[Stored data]
——————

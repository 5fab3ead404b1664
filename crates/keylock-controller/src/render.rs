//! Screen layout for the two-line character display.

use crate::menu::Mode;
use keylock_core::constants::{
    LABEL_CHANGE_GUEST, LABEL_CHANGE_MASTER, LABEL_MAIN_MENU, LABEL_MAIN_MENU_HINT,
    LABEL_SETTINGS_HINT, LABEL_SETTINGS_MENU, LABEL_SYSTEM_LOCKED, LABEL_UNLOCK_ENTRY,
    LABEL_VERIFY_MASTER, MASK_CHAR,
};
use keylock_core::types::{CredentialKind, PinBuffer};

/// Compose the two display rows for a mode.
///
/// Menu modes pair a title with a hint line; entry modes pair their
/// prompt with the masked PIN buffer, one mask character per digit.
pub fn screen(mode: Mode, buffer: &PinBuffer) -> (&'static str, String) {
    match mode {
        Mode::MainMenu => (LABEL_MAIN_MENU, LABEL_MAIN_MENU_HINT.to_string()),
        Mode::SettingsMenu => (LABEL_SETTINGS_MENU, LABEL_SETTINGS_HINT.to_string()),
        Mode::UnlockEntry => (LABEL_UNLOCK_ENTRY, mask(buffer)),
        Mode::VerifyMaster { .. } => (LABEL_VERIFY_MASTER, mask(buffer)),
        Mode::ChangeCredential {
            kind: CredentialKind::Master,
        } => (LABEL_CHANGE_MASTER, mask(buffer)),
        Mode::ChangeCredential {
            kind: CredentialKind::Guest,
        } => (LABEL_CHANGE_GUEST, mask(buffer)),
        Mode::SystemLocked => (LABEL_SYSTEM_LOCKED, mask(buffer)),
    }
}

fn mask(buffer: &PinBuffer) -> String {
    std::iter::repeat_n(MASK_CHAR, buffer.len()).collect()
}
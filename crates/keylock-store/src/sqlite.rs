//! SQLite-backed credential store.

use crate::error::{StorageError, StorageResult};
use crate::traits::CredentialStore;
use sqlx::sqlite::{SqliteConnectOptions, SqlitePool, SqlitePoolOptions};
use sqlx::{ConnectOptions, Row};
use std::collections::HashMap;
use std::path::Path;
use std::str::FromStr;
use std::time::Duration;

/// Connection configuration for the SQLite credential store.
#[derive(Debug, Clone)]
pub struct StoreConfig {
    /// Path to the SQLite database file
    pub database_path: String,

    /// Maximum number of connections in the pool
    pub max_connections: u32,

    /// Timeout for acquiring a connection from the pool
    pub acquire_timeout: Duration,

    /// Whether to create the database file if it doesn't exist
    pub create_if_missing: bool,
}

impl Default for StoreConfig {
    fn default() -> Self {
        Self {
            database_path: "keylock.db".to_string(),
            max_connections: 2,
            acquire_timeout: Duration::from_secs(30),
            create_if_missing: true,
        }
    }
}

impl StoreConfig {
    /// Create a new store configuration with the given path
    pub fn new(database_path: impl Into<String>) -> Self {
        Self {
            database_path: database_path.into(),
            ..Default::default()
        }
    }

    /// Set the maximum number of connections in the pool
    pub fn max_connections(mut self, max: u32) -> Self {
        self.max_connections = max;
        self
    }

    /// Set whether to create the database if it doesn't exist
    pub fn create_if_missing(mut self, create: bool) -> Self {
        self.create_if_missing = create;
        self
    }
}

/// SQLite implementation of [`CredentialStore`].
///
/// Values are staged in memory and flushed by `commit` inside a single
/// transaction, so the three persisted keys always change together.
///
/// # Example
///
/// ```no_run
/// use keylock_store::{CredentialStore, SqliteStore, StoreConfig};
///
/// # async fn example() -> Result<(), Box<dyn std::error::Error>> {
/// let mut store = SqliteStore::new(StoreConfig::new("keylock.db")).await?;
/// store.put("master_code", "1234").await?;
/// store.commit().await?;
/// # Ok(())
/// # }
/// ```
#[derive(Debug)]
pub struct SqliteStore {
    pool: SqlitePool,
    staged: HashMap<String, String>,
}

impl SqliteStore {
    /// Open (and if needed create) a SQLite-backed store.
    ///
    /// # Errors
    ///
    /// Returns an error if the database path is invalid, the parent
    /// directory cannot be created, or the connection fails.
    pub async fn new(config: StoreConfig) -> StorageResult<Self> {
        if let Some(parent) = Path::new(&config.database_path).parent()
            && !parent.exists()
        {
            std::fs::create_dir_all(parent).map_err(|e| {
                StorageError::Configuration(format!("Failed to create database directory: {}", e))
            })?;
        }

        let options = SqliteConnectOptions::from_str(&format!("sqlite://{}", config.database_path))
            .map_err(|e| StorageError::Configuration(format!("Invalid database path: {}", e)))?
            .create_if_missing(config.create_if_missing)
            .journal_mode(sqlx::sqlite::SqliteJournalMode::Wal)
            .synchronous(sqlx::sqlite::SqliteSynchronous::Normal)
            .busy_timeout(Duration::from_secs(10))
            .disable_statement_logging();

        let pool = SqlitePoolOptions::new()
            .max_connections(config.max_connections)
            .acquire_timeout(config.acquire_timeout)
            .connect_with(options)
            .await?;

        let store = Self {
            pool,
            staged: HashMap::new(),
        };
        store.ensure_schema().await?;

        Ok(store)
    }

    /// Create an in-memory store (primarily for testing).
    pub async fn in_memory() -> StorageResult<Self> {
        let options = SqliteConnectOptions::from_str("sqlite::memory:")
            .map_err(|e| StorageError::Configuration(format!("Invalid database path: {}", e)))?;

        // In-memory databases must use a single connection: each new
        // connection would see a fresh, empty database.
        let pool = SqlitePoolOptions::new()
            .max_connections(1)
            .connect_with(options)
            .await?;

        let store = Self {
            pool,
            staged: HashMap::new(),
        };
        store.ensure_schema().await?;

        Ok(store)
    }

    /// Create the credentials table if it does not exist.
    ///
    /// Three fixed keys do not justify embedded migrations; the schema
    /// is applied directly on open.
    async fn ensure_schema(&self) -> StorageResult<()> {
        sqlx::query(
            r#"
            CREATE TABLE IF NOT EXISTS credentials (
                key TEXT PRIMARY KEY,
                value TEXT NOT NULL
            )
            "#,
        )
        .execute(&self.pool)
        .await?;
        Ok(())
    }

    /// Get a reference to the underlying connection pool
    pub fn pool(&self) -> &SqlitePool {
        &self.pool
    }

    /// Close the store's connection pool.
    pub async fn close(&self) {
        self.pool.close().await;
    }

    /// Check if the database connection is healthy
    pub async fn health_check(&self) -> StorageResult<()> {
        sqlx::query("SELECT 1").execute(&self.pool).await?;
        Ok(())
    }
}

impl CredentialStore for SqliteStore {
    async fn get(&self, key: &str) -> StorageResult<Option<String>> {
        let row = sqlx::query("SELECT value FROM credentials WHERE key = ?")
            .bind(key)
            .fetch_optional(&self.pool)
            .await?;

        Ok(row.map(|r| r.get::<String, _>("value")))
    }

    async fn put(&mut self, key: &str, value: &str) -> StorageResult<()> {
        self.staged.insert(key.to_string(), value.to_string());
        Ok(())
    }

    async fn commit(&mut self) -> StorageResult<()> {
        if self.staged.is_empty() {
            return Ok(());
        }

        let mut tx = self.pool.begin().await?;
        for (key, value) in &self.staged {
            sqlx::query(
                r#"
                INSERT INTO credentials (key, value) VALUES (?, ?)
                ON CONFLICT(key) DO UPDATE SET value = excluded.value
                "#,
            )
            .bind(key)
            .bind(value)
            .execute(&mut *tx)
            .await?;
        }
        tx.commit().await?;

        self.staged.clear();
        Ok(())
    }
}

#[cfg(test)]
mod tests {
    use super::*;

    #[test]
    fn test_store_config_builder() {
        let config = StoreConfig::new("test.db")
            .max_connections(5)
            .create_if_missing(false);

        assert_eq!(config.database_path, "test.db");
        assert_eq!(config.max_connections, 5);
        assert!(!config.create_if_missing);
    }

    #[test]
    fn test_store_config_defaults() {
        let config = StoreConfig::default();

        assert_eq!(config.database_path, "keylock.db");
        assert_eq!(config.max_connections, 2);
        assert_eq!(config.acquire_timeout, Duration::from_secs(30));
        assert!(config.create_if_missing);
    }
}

——————

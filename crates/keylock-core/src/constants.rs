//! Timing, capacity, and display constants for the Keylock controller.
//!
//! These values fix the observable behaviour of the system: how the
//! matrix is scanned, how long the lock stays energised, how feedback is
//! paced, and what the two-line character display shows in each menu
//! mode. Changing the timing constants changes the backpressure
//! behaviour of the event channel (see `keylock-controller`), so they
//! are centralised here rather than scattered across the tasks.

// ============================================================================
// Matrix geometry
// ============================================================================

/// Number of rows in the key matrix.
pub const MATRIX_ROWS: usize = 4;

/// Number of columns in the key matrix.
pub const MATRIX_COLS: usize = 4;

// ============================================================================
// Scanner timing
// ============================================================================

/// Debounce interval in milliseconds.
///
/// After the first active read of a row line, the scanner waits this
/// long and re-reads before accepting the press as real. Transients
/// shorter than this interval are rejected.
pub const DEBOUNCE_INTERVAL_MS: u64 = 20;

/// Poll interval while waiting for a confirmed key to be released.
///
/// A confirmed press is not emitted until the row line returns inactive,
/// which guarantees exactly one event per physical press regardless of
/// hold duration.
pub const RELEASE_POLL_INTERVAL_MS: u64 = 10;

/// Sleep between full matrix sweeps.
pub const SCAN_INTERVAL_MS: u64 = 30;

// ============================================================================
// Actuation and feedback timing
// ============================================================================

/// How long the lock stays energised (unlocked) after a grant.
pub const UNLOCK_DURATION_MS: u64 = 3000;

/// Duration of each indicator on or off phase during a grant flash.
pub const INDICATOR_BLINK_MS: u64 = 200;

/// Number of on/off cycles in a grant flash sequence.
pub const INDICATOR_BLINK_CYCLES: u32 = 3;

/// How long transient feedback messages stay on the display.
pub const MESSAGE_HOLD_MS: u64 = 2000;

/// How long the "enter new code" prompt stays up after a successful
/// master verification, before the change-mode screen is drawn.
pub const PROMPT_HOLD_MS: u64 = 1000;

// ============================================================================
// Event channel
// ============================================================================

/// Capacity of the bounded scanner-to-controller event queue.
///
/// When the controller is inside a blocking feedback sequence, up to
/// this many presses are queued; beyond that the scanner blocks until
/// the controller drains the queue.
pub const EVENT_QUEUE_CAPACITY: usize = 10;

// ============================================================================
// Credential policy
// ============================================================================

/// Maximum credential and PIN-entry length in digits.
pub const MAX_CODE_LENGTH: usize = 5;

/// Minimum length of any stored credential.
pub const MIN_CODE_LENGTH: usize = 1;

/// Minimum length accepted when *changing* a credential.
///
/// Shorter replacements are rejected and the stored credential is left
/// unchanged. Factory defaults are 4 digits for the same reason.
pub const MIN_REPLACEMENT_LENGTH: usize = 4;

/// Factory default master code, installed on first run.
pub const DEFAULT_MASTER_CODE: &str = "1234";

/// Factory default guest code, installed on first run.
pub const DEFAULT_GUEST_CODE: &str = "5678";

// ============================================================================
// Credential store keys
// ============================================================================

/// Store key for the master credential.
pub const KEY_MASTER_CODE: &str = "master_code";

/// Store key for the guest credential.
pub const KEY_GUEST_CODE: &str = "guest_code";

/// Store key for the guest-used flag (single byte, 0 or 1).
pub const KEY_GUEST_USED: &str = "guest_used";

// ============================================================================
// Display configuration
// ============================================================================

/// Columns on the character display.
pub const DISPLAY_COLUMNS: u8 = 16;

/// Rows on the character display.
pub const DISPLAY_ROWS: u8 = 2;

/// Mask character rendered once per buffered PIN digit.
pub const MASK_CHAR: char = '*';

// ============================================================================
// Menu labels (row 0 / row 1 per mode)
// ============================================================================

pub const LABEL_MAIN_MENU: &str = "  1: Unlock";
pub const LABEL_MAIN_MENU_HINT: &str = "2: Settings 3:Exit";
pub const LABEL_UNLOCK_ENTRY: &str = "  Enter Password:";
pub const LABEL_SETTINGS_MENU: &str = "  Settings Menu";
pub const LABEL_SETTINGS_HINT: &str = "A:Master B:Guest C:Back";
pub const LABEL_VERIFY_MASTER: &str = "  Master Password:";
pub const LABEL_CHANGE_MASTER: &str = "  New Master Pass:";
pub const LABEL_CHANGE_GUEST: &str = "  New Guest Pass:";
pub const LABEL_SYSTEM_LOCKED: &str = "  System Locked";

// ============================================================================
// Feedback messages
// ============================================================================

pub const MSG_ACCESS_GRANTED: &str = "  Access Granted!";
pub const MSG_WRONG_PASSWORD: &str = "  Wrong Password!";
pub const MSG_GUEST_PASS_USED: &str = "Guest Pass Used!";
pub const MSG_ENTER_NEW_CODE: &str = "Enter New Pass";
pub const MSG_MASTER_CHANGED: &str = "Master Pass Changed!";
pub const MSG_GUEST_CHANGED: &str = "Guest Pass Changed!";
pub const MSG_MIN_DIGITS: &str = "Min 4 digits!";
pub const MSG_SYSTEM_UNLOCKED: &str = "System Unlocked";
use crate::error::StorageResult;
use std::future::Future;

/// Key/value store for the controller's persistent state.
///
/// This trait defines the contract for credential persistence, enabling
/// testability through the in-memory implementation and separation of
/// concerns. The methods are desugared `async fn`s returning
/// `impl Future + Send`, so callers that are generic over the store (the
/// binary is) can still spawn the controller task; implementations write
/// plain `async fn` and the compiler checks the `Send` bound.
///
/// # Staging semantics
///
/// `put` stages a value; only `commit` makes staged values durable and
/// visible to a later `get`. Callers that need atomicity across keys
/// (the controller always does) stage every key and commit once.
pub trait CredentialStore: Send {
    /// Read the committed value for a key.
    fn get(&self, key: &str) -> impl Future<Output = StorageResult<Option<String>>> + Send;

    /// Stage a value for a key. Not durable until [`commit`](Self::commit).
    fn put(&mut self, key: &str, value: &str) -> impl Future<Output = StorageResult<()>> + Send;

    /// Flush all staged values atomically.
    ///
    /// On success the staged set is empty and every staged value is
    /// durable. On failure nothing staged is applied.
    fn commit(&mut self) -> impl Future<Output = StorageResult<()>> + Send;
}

——————

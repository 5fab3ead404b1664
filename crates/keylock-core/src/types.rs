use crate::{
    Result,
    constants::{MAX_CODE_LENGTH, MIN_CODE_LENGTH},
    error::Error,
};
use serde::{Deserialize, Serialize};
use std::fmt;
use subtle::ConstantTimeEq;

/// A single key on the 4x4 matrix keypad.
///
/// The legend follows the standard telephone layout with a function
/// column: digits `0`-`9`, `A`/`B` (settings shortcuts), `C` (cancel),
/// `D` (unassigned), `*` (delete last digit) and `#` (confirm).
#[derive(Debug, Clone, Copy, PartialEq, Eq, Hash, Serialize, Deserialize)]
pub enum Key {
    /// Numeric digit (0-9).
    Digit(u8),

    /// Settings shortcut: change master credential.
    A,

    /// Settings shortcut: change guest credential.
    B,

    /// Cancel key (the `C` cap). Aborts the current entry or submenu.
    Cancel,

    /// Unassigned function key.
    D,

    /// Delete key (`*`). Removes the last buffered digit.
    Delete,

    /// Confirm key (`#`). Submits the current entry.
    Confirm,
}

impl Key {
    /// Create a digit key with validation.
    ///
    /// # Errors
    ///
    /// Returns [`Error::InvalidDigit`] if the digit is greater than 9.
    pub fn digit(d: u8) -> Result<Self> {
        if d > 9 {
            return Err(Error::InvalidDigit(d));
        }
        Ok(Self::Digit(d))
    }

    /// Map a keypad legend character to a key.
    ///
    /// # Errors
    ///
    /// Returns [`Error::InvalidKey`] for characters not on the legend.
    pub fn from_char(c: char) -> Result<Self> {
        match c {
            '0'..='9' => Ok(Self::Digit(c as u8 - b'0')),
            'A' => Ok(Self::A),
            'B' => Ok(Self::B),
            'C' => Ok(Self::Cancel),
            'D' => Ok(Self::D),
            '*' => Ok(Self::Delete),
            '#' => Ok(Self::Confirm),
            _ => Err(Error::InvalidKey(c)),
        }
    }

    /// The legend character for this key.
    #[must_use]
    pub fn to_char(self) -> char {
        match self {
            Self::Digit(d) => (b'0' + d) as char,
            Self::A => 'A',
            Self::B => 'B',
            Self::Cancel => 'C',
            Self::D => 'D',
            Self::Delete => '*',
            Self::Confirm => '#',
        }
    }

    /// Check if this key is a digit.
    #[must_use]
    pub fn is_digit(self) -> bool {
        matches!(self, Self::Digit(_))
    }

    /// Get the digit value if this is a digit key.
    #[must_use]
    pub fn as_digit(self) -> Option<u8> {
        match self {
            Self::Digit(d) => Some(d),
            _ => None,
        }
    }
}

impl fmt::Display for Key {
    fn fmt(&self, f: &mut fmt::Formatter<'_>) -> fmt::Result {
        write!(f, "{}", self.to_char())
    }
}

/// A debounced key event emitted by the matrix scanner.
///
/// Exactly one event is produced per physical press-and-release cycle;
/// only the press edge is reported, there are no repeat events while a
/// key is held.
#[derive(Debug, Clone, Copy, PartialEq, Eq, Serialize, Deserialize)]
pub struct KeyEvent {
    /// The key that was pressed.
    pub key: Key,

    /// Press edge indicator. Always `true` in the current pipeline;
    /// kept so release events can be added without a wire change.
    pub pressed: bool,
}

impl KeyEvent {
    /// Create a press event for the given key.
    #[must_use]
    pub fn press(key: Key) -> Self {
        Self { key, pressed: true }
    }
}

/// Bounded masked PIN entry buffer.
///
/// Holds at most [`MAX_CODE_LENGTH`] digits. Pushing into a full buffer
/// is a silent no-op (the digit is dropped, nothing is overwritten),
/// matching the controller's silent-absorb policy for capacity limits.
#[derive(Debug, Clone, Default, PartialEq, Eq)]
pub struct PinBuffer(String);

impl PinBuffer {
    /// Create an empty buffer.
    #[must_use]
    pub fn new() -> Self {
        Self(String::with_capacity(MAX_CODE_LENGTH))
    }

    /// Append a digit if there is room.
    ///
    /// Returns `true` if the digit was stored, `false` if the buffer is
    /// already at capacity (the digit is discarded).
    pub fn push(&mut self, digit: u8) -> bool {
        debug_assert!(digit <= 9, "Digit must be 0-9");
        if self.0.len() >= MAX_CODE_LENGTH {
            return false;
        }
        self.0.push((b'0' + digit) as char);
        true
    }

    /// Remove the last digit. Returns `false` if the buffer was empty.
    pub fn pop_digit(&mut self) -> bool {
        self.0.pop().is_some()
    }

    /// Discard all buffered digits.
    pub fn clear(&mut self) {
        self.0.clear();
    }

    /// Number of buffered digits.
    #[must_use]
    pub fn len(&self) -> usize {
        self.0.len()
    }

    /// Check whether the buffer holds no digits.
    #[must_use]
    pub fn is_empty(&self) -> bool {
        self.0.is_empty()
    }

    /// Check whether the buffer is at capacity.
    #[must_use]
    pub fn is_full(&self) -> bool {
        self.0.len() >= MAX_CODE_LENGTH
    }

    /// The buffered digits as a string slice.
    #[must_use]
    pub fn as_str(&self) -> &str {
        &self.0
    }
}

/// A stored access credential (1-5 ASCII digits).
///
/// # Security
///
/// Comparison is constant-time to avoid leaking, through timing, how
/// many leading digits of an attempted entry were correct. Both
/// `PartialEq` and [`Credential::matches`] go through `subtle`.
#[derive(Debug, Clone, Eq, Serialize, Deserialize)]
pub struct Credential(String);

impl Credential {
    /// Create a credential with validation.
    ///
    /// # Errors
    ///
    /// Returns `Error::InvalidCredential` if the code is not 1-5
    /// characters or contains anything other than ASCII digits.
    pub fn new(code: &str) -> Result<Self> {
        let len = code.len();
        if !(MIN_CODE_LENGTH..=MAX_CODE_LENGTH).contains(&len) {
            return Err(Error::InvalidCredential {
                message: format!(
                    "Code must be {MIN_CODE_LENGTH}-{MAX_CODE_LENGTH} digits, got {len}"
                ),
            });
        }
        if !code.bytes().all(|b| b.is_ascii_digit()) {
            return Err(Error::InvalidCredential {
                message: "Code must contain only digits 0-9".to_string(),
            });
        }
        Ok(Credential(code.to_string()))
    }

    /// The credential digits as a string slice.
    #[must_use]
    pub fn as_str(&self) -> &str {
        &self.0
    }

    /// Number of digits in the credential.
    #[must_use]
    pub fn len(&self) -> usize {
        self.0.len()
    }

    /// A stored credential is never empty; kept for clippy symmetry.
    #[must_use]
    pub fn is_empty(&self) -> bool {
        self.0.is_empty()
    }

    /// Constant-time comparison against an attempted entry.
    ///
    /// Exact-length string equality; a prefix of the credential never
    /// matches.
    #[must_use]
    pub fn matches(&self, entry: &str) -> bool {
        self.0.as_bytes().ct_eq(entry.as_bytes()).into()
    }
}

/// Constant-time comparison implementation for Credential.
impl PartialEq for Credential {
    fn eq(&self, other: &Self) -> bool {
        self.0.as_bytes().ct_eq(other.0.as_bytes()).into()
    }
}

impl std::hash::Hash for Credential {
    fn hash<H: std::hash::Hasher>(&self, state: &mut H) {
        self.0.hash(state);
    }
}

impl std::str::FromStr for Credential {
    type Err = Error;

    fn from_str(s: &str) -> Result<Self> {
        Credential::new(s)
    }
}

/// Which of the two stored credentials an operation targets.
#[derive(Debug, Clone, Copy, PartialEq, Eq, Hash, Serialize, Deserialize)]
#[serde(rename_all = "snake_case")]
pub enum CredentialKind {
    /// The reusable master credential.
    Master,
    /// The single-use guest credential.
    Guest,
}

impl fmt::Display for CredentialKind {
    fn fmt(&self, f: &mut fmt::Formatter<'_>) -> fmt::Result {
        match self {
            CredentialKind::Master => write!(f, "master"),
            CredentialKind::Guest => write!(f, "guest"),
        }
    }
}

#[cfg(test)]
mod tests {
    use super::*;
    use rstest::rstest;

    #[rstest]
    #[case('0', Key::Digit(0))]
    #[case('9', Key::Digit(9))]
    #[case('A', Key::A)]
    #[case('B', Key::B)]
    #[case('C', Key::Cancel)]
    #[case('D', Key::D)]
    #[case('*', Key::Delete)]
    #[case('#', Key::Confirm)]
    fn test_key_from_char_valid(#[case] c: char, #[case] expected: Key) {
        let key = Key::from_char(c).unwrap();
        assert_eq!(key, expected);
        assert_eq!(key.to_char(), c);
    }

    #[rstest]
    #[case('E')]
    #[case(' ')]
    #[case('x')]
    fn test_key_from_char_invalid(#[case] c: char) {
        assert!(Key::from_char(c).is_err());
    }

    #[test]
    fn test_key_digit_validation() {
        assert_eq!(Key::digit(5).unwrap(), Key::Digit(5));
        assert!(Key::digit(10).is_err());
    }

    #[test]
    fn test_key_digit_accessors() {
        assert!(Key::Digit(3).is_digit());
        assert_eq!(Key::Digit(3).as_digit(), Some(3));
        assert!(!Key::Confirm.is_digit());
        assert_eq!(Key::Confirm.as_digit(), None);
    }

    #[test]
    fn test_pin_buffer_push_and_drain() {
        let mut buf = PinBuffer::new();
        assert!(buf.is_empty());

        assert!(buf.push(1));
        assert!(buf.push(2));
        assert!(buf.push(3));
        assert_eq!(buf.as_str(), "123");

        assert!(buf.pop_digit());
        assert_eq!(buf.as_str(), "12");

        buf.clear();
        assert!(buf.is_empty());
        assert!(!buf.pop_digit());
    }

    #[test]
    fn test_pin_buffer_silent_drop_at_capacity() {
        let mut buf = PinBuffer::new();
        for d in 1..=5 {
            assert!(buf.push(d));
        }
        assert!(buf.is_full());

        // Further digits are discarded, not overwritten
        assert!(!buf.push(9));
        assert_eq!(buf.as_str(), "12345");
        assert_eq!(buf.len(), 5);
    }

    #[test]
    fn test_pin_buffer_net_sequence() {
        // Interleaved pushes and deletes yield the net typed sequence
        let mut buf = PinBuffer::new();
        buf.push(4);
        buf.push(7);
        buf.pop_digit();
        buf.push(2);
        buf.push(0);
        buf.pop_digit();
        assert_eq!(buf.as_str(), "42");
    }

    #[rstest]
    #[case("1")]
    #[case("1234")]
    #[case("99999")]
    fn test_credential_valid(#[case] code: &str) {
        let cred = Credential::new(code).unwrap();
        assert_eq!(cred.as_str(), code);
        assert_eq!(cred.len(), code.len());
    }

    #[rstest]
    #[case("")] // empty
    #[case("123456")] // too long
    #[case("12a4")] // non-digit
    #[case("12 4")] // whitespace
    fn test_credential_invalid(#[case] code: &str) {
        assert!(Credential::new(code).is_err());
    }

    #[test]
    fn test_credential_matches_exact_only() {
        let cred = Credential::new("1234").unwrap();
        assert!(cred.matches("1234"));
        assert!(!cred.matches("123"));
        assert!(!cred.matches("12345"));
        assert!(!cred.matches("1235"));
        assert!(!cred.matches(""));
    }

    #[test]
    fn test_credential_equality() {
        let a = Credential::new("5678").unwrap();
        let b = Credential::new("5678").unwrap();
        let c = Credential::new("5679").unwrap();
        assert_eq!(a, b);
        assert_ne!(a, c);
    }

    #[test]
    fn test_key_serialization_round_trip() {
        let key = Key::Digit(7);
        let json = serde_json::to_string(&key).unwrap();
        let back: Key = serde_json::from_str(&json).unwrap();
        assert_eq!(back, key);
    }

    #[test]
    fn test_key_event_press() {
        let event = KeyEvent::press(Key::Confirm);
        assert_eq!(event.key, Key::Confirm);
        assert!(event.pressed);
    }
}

——————

Write out exactly the lines that fall from the line with "a wire change." to the line with "#[derive(Debug, Clone, Eq, Serialize, Deserialize)]" in the records above, keeping both ends.

    /// kept so release events can be added without a wire change.
    pub pressed: bool,
}

impl KeyEvent {
    /// Create a press event for the given key.
    #[must_use]
    pub fn press(key: Key) -> Self {
        Self { key, pressed: true }
    }
}

/// Bounded masked PIN entry buffer.
///
/// Holds at most [`MAX_CODE_LENGTH`] digits. Pushing into a full buffer
/// is a silent no-op (the digit is dropped, nothing is overwritten),
/// matching the controller's silent-absorb policy for capacity limits.
#[derive(Debug, Clone, Default, PartialEq, Eq)]
pub struct PinBuffer(String);

impl PinBuffer {
    /// Create an empty buffer.
    #[must_use]
    pub fn new() -> Self {
        Self(String::with_capacity(MAX_CODE_LENGTH))
    }

    /// Append a digit if there is room.
    ///
    /// Returns `true` if the digit was stored, `false` if the buffer is
    /// already at capacity (the digit is discarded).
    pub fn push(&mut self, digit: u8) -> bool {
        debug_assert!(digit <= 9, "Digit must be 0-9");
        if self.0.len() >= MAX_CODE_LENGTH {
            return false;
        }
        self.0.push((b'0' + digit) as char);
        true
    }

    /// Remove the last digit. Returns `false` if the buffer was empty.
    pub fn pop_digit(&mut self) -> bool {
        self.0.pop().is_some()
    }

    /// Discard all buffered digits.
    pub fn clear(&mut self) {
        self.0.clear();
    }

    /// Number of buffered digits.
    #[must_use]
    pub fn len(&self) -> usize {
        self.0.len()
    }

    /// Check whether the buffer holds no digits.
    #[must_use]
    pub fn is_empty(&self) -> bool {
        self.0.is_empty()
    }

    /// Check whether the buffer is at capacity.
    #[must_use]
    pub fn is_full(&self) -> bool {
        self.0.len() >= MAX_CODE_LENGTH
    }

    /// The buffered digits as a string slice.
    #[must_use]
    pub fn as_str(&self) -> &str {
        &self.0
    }
}

/// A stored access credential (1-5 ASCII digits).
///
/// # Security
///
/// Comparison is constant-time to avoid leaking, through timing, how
/// many leading digits of an attempted entry were correct. Both
/// `PartialEq` and [`Credential::matches`] go through `subtle`.
#[derive(Debug, Clone, Eq, Serialize, Deserialize)]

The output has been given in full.